Com qualquer novo conjunto de detecção, é complicado fazer a transição da pequena prova de conceito para a escala completa devido ao tamanho necessário. O detector de neutrinos, por exemplo, conhecido como Super-Kamiokande, é um tanque cilíndrico contendo 50.220 toneladas métricas de água pura, a 1.000 metros de profundidade. Construir algo assim é uma tarefa gigantesca e, em muitos casos, encontrar o local é problemático.

O experimento Super-Kamiokande está localizado no Observatório Kamioka, 1.000 m abaixo do solo, em uma mina perto da cidade japonesa de Kamioka. Crédito: Observatório Kamioka/ICRR/Universidade de Tóquio

Alguns decaimentos de tau através de emissões de rádio requerem antenas para sua detecção. O conjunto precisa ser composto por milhares de antenas fabricadas que tenham uma linha de visão desimpedida em relação ao horizonte e devem ser distanciadas da civilização para minimizar possíveis interferências. A praticidade de fabricar tal instalação e a provável acessibilidade limitada aos locais potenciais significa que há desafios difíceis a superar.

O artigo publicado recentemente por S. Prohira, da Universidade do Kansas, discute o potencial do uso de florestas como antenas. As árvores têm sido utilizadas desde a guerra do Vietname, que terminou em 1975. As tropas encontravam-se na selva e necessitavam de um sistema de comunicação, sem serem capazes de transportar equipamentos volumosos. Nasceram antenas de árvores.

O engenhoso modelo de antena florestal tem uma série de vantagens, principalmente porque as árvores são robustas e já estabelecidas, economizando esforço e dinheiro na instalação. As florestas também costumam conter uma distribuição bastante uniforme de árvores em locais que geralmente já são bastante áridos, garantindo vistas claras do horizonte.

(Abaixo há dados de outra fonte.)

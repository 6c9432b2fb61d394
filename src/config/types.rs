//! Configuration types for the discovery and traversal engine.

use serde::{Deserialize, Serialize};
use std::collections::HashMap;

use crate::retry::{ErrorCategory, RetryPolicy};
use crate::scoring::SignalWeights;
use crate::urlnorm::IMAGE_EXTENSIONS;

/// Root configuration shared by every component of one engine instance.
#[derive(Debug, Clone, Serialize, Deserialize)]
pub struct ScanConfig {
    pub collector: CollectorConfig,
    pub scoring: ScoringConfig,
    pub patterns: PatternConfig,
    pub pagination: PaginationConfig,
    pub retry: RetryConfig,
    pub router: RouterConfig,

    /// Strip query strings when canonicalizing URLs.
    pub strip_query: bool,
    /// Path extensions treated as image-bearing.
    pub image_extensions: Vec<String>,
}

impl Default for ScanConfig {
    fn default() -> Self {
        Self {
            collector: CollectorConfig::default(),
            scoring: ScoringConfig::default(),
            patterns: PatternConfig::default(),
            pagination: PaginationConfig::default(),
            retry: RetryConfig::default(),
            router: RouterConfig::default(),
            strip_query: false,
            image_extensions: IMAGE_EXTENSIONS.iter().map(|s| (*s).to_string()).collect(),
        }
    }
}

/// Image collection knobs.
#[derive(Debug, Clone, Serialize, Deserialize)]
pub struct CollectorConfig {
    /// Upper bound on elements examined by the computed-style background
    /// sweep. That sweep touches computed style for arbitrary elements, which
    /// is the most expensive discovery method.
    pub max_style_scan: usize,
    /// Records scoring at or above this go into the high-confidence bucket.
    pub high_confidence_threshold: f64,
}

impl Default for CollectorConfig {
    fn default() -> Self {
        Self {
            max_style_scan: 200,
            high_confidence_threshold: 0.7,
        }
    }
}

/// Confidence scoring knobs.
#[derive(Debug, Clone, Serialize, Deserialize)]
pub struct ScoringConfig {
    pub weights: SignalWeights,
    /// Level thresholds: High, Medium, Low. Anything below `low` is VeryLow.
    pub high_threshold: f64,
    pub medium_threshold: f64,
    pub low_threshold: f64,
    /// Deadline for one full scoring pass. Signals not computed in time
    /// default to 0.3.
    pub max_analysis_time_ms: u64,
    /// LRU entries kept for `(selector, url, count)` score reuse.
    pub cache_capacity: usize,
    /// Alignment tolerance for row/column clustering.
    pub grid_tolerance_px: f64,
    /// Dimension thresholds for the image-size signal.
    pub min_dimension_px: f64,
    pub optimal_dimension_px: f64,
}

impl Default for ScoringConfig {
    fn default() -> Self {
        Self {
            weights: SignalWeights::default(),
            high_threshold: 0.75,
            medium_threshold: 0.50,
            low_threshold: 0.25,
            max_analysis_time_ms: 100,
            cache_capacity: 256,
            grid_tolerance_px: 10.0,
            min_dimension_px: 50.0,
            optimal_dimension_px: 200.0,
        }
    }
}

/// Gallery pattern recognition knobs.
#[derive(Debug, Clone, Serialize, Deserialize)]
pub struct PatternConfig {
    /// Minimum image-bearing descendants for a candidate container.
    pub min_pattern_items: usize,
    /// Layout-specific minima applied at classification time.
    pub grid_min_items: usize,
    pub list_min_items: usize,
    pub carousel_min_items: usize,
    pub masonry_min_items: usize,
    /// Accepted container area range in px².
    pub min_container_area: f64,
    pub max_container_area: f64,
    /// Combined layout/indicator/framework score a container must reach.
    pub composite_threshold: f64,
    /// Shared-axis tolerance for list classification.
    pub axis_tolerance_px: f64,
    /// Row/column clustering tolerance for grid classification.
    pub grid_tolerance_px: f64,
    /// Height variance above which column-aligned items read as masonry.
    pub masonry_height_variance: f64,
}

impl Default for PatternConfig {
    fn default() -> Self {
        Self {
            min_pattern_items: 3,
            grid_min_items: 4,
            list_min_items: 3,
            carousel_min_items: 3,
            masonry_min_items: 6,
            min_container_area: 10_000.0,
            max_container_area: 2_000_000.0,
            composite_threshold: 0.3,
            axis_tolerance_px: 20.0,
            grid_tolerance_px: 10.0,
            masonry_height_variance: 100.0,
        }
    }
}

/// Pagination detection and traversal knobs.
#[derive(Debug, Clone, Serialize, Deserialize)]
pub struct PaginationConfig {
    /// Pages traversed per session unless the caller overrides.
    pub max_pages: u32,
    /// Inter-page delay bounds; a fresh uniform draw per step.
    pub delay_min_ms: u64,
    pub delay_max_ms: u64,
    /// How long to wait for document growth after click/AJAX navigation.
    pub wait_timeout_ms: u64,
    /// Navigation history ring size.
    pub history_cap: usize,
    /// Reject pages whose main-content digest was already seen.
    pub hash_guard_enabled: bool,
    /// In numbered pagination, prefer the numeric next link over a glyph link
    /// when both follow the current page.
    pub prefer_numeric_next: bool,
    /// Learned per-host URL templates expire after this many days unused.
    pub learned_ttl_days: i64,
}

impl Default for PaginationConfig {
    fn default() -> Self {
        Self {
            max_pages: 10,
            delay_min_ms: 2000,
            delay_max_ms: 5000,
            wait_timeout_ms: 5000,
            history_cap: 50,
            hash_guard_enabled: true,
            prefer_numeric_next: true,
            learned_ttl_days: 7,
        }
    }
}

/// Retry and circuit-breaker knobs.
#[derive(Debug, Clone, Serialize, Deserialize)]
pub struct RetryConfig {
    /// Consecutive failures before a category breaker opens.
    pub breaker_threshold: u32,
    /// How long an open breaker blocks its category.
    pub breaker_cooldown_secs: u64,
    /// An Open breaker older than this force-resets.
    pub breaker_reset_secs: u64,
    /// Tasks allowed to execute attempts concurrently; excess tasks wait.
    pub max_concurrent_retries: usize,
    /// Submissions rejected beyond this queue depth.
    pub max_queue: usize,
    /// Per-category policy overrides; unset categories use the built-in table.
    pub policy_overrides: HashMap<ErrorCategory, RetryPolicy>,
}

impl Default for RetryConfig {
    fn default() -> Self {
        Self {
            breaker_threshold: 5,
            breaker_cooldown_secs: 60,
            breaker_reset_secs: 300,
            max_concurrent_retries: 10,
            max_queue: 1000,
            policy_overrides: HashMap::new(),
        }
    }
}

/// Message routing knobs.
#[derive(Debug, Clone, Serialize, Deserialize)]
pub struct RouterConfig {
    /// Requests unanswered after this fail with a timeout response.
    pub message_timeout_ms: u64,
    /// Broadcast channel capacity.
    pub bus_capacity: usize,
}

impl Default for RouterConfig {
    fn default() -> Self {
        Self {
            message_timeout_ms: 30_000,
            bus_capacity: 1024,
        }
    }
}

Mais testes são necessários, mas implementados com sensibilidade, os sistemas de antenas florestais poderiam ajudar a preservar as florestas, na verdade podem até ajudar no reflorestamento em áreas onde as florestas foram perdidas. A sua implementação é uma tarefa bastante simples, mas deve ser realizada com cuidado para proteger as árvores. Confesso que comecei cínico em relação a esta história, mas depois de pesquisá-la, acho que é um conceito fascinante e que deve ser observado nos próximos meses e anos.